Zorawar Kalra’s future plans include taking Masala Library and Farzi Cafe to Dubai. “We’re also trying to do something luxurious with sweets,” says the restaurateur. Pics/Satyajit Desai
A grown-up dropping his celebrity chef father’s name for favours; isn’t that quite a low? “I’m shameless. I got what I wanted and that’s what matters,” laughs Zorawar heartily. “That’s also how I built Masala Library (the Bandra Kurla Complex-based restaurant that specialises in molecular gastronomy). Otherwise I would have never thought of experimenting with this area of food,” adds the 37-year-old on a serious note.
We are at Masala Library, indeed. As we sip a delicious Wild Mushroom Chai — a consommé of mushrooms, topped with truffle and dehydrated mushrooms — we know what Zorawar means.
Food on his mind
For Zorawar, growing up amid diehard foodies in Delhi’s Navjeevan Vihar meant that every lunch and dinnertime conversation revolved around food.
“At breakfast, we discussed lunch; at lunch we dreamed of dinner. Dinner involved passionate voting on what would be served for breakfast the morning after,” he recalls. Zorawar’s childhood seems like the parathas-dripping with-ghee-in-the-tiffinbox kid. Was it? “No, ours wasn’t a typical Punjabi household. There were more sandwiches than parathas in my tiffin,” says the restaurateur, recalling how he would often gobble down his South Indian friend’s lunch in exchange for his. “My grandmother was a fantastic cook, but there was no way I was going to wake her up at 5 in the morning to cook for me,” he rues.
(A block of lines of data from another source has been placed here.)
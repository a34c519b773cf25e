//! Shared utilities.

pub mod path;
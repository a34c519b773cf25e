//! Path utilities.
//!
//! Pure functions for path manipulation. Only `normalize_path` touches the
//! filesystem (it canonicalizes when it can).
//!
//! - [`fs`]: normalization, lexical resolution, relative paths, drive letters

pub mod fs;

pub use fs::{clean_path, normalize_path, relative_to, resolve_against, rootless};
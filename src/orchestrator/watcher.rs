//! File-system watcher feeding the orchestrator.
//!
//! notify delivers events on its own thread; a bridge thread translates
//! them into [`ChangeMsg::Fs`] and forwards them with `blocking_send`.

use std::path::{Path, PathBuf};

use notify::event::{ModifyKind, RenameMode};
use notify::{EventKind, RecommendedWatcher, RecursiveMode, Watcher as _};
use tokio::sync::mpsc;

use super::ChangeMsg;

/// Keeps the notify watcher alive. Dropping it stops the bridge thread.
pub struct Watcher {
    _watcher: RecommendedWatcher,
}

impl Watcher {
    /// Watch `roots` recursively, forwarding changes to `tx`.
    pub fn start(roots: &[PathBuf], tx: mpsc::Sender<ChangeMsg>) -> notify::Result<Self> {
        let (notify_tx, notify_rx) = std::sync::mpsc::channel();
        let mut watcher = notify::recommended_watcher(move |res| {
            let _ = notify_tx.send(res);
        })?;

        for root in roots {
            watcher.watch(root, RecursiveMode::Recursive)?;
            crate::debug!("watch"; "watching {}", root.display());
        }

        std::thread::spawn(move || {
            while let Ok(result) = notify_rx.recv() {
                match result {
                    Ok(event) => {
                        for msg in to_messages(&event) {
                            if tx.blocking_send(msg).is_err() {
                                return;
                            }
                        }
                    }
                    Err(e) => crate::log!("watch"; "notify error: {}", e),
                }
            }
        });

        Ok(Self { _watcher: watcher })
    }
}

/// Translate one notify event. Metadata-only changes are dropped.
fn to_messages(event: &notify::Event) -> Vec<ChangeMsg> {
    let paths = &event.paths;
    let Some(first) = paths.first() else {
        return Vec::new();
    };

    let listing = |added: &[PathBuf], removed: &[PathBuf]| ChangeMsg::Fs {
        entry: first.parent().unwrap_or(Path::new("/")).to_path_buf(),
        added: added.to_vec(),
        removed: removed.to_vec(),
    };

    match event.kind {
        EventKind::Create(_) => vec![listing(paths.as_slice(), &[])],
        EventKind::Remove(_) => vec![listing(&[], paths.as_slice())],
        EventKind::Modify(ModifyKind::Metadata(_)) => Vec::new(),
        EventKind::Modify(ModifyKind::Name(RenameMode::From)) => vec![listing(&[], paths.as_slice())],
        EventKind::Modify(ModifyKind::Name(RenameMode::To)) => vec![listing(paths.as_slice(), &[])],
        EventKind::Modify(ModifyKind::Name(RenameMode::Both)) if paths.len() == 2 => {
            vec![listing(&paths[1..], &paths[..1])]
        }
        EventKind::Modify(_) => paths
            .iter()
            .map(|path| ChangeMsg::Fs {
                entry: path.clone(),
                added: Vec::new(),
                removed: Vec::new(),
            })
            .collect(),
        _ => Vec::new(),
    }
}
//! Ruby-style `sass` command line backend.
//!
//! Runs the CLI once per request, reads the CSS and `.map` it wrote, then
//! removes the map (the caller decides whether to persist one). Errors and
//! warnings are recovered from stderr.

use std::path::{Path, PathBuf};
use std::process::Stdio;
use std::sync::LazyLock;

use regex::Regex;
use tokio::process::Command;

use super::protocol::{RawError, RawPos, RenderMessage, WorkerReply};
use super::worker::WorkerFailure;
use crate::config::SourceComments;
use crate::config::options::default_map_path;

// Error: [message]\n on line [line] of [path]
static RUBY_ERROR: LazyLock<Regex> =
    LazyLock::new(|| Regex::new(r"(?i)Error: ([\s\S]*)on line ([0-9]+) of (.*)").unwrap());

// WARNING: [message]\n from line [line] of [path]
static RUBY_WARNING: LazyLock<Regex> =
    LazyLock::new(|| Regex::new(r"(?i)(WARNING: [\s\S]*)from line ([0-9]+) of (.*)").unwrap());

/// Parse ruby `sass` stderr into an error or warning.
///
/// Unrecognized text becomes an error on `file` at line 0.
pub fn parse_ruby_error(file: &Path, stderr: &str) -> RawError {
    let (captures, kind) = match RUBY_ERROR.captures(stderr) {
        Some(c) => (Some(c), "error"),
        None => (RUBY_WARNING.captures(stderr), "warning"),
    };

    let Some(captures) = captures else {
        return RawError {
            error_string: stderr.to_string(),
            path: file.to_path_buf(),
            pos: Some(RawPos {
                line: Some(0),
                ch: 0,
            }),
            message: stderr.to_string(),
            kind: Some("error".into()),
            ..Default::default()
        };
    };

    let line: i64 = captures[2].parse().unwrap_or(1);
    RawError {
        error_string: stderr.to_string(),
        path: PathBuf::from(captures[3].trim()),
        pos: Some(RawPos {
            line: Some(line - 1),
            ch: 0,
        }),
        message: captures[1].trim().to_string(),
        kind: Some(kind.into()),
        ..Default::default()
    }
}

/// Per-request `sass` CLI runner.
pub struct SassCli {
    command: Vec<String>,
}

impl SassCli {
    pub fn new(command: Vec<String>) -> Self {
        Self { command }
    }

    fn build(&self, message: &RenderMessage) -> Result<Command, WorkerFailure> {
        let (program, base_args) = self.command.split_first().ok_or_else(|| WorkerFailure::Spawn {
            command: String::new(),
            source: std::io::Error::new(std::io::ErrorKind::InvalidInput, "empty sass command"),
        })?;

        let mut cmd = Command::new(program);
        cmd.args(base_args)
            .arg(&message.file)
            .arg(&message.out_file)
            .stdin(Stdio::null())
            .stdout(Stdio::piped())
            .stderr(Stdio::piped())
            .kill_on_drop(true);

        if message.source_comments != SourceComments::Off {
            cmd.arg("--line-numbers");
        }
        cmd.arg("--style").arg(message.output_style.as_str());

        match &message.compass {
            // config.rb is resolved relative to the project root
            Some(compass) => {
                cmd.arg("--compass").current_dir(&compass.project_root);
            }
            None => {
                for path in &message.include_paths {
                    cmd.arg("--load-path").arg(path);
                }
            }
        }

        Ok(cmd)
    }

    pub async fn render(&self, message: &RenderMessage) -> Result<WorkerReply, WorkerFailure> {
        if let Some(parent) = message.out_file.parent() {
            tokio::fs::create_dir_all(parent).await?;
        }

        let output = self
            .build(message)?
            .output()
            .await
            .map_err(|source| WorkerFailure::Spawn {
                command: self.command.join(" "),
                source,
            })?;

        let stderr = String::from_utf8_lossy(&output.stderr);
        let mut error = None;
        if !stderr.trim().is_empty() {
            error = Some(parse_ruby_error(&message.file, &stderr));
        } else if !output.status.success() {
            return Err(WorkerFailure::from_status(output.status));
        }

        if let Some(err) = error.take_if(|e| e.kind.as_deref() == Some("error")) {
            return Ok(WorkerReply::Failure(err));
        }

        let map_file = default_map_path(&message.out_file);
        let css = tokio::fs::read_to_string(&message.out_file).await;
        let map = tokio::fs::read_to_string(&map_file).await;
        let _ = tokio::fs::remove_file(&map_file).await;

        match (css, map) {
            (Ok(css), Ok(map)) => Ok(WorkerReply::Success {
                css,
                map: serde_json::Value::String(map),
                warning: error,
            }),
            (Err(e), _) | (_, Err(e)) => Ok(WorkerReply::Failure(
                error.unwrap_or_else(|| parse_ruby_error(&message.file, &e.to_string())),
            )),
        }
    }
}

#[cfg(test)]
mod tests {
    use super::*;

    #[test]
    fn test_parse_error() {
        let stderr = "Error: Undefined variable: \"$color\".\n        on line 12 of /p/scss/_vars.scss\n  Use --trace for backtrace.";
        let err = parse_ruby_error(Path::new("/p/scss/main.scss"), stderr);
        assert_eq!(err.kind.as_deref(), Some("error"));
        assert_eq!(err.path, PathBuf::from("/p/scss/_vars.scss"));
        assert_eq!(err.pos.unwrap().line, Some(11));
        assert_eq!(err.message, "Undefined variable: \"$color\".");
    }

    #[test]
    fn test_parse_warning() {
        let stderr = "WARNING: deprecated syntax\n         from line 3 of /p/a.scss";
        let err = parse_ruby_error(Path::new("/p/main.scss"), stderr);
        assert_eq!(err.kind.as_deref(), Some("warning"));
        assert_eq!(err.pos.unwrap().line, Some(2));
        assert!(err.message.starts_with("WARNING: deprecated syntax"));
    }

    #[test]
    fn test_unrecognized_stderr() {
        let err = parse_ruby_error(Path::new("/p/main.scss"), "sass: command not found");
        assert_eq!(err.path, PathBuf::from("/p/main.scss"));
        assert_eq!(err.pos.unwrap().line, Some(0));
        assert_eq!(err.message, "sass: command not found");
    }
}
The entrepreneur remembers being wide-eyed with wonder as he accompanied his father to the best restaurants in the country and abroad. “When I was in the Class 10, we went all over Scotland and Wales on a road trip and stayed at eight or nine bed-and-breakfast inns. Our hosts plucked fresh produce from their backyards, cooked it well, and served us generously,” remembers Zorawar. No wonder his father’s ‘job’ held eternal fascination for the teenaged Zorawar. “I thought he had the most glamorous lifestyle,” he confesses. But Zorawar reveals that it was not until 1985, when his father’s television show on Doordarshan became really popular, that he realised that Jiggs Kalra was a celebrity.
It didn’t take him long to figure out where his true calling lay. “The sole reason I pursued an MBA at Boston University was so I could learn how to run a restaurant business,” says the food enthusiast, adding that he was clear that he wanted to be as involved in the business of food. “I don’t have the temperament to cook,” he says simply, “I like to create concepts, nurture them over time and build a strong system.”
After working in US for a year as a business analyst in Chicago, Zorawar intended to open a restaurant there, but destiny had other plans and the entrepreneur had to return to India in 2004. “My father was unwell and I returned to take care of the business. I was dejected for a couple of months — my plans had gone awry. But now, when I look back, I am glad they did,” he smiles.
Zorawar’s maiden venture, Punjab Grill, started as a small food-court outlet in 2006 at Metropolitan Mall in Gurgaon. Soon after, though, he realised that he needed to notch things up a bit and got the brand, Dabur, on board to make Punjab Grill one of the most profitable restaurant chains in the country. “We opened seven Punjab Grills in quick succession and bagged a number of culinary awards within six months,” he says with an unmistakable hint of pride in his voice. In March 2012, after receiving an attractive valuation for his business, Zorawar sold his stake in the company and started Massive Restaurants Pvt Ltd in September that year. “I am an entrepreneur and it was important for to have full control over my domain,” he says.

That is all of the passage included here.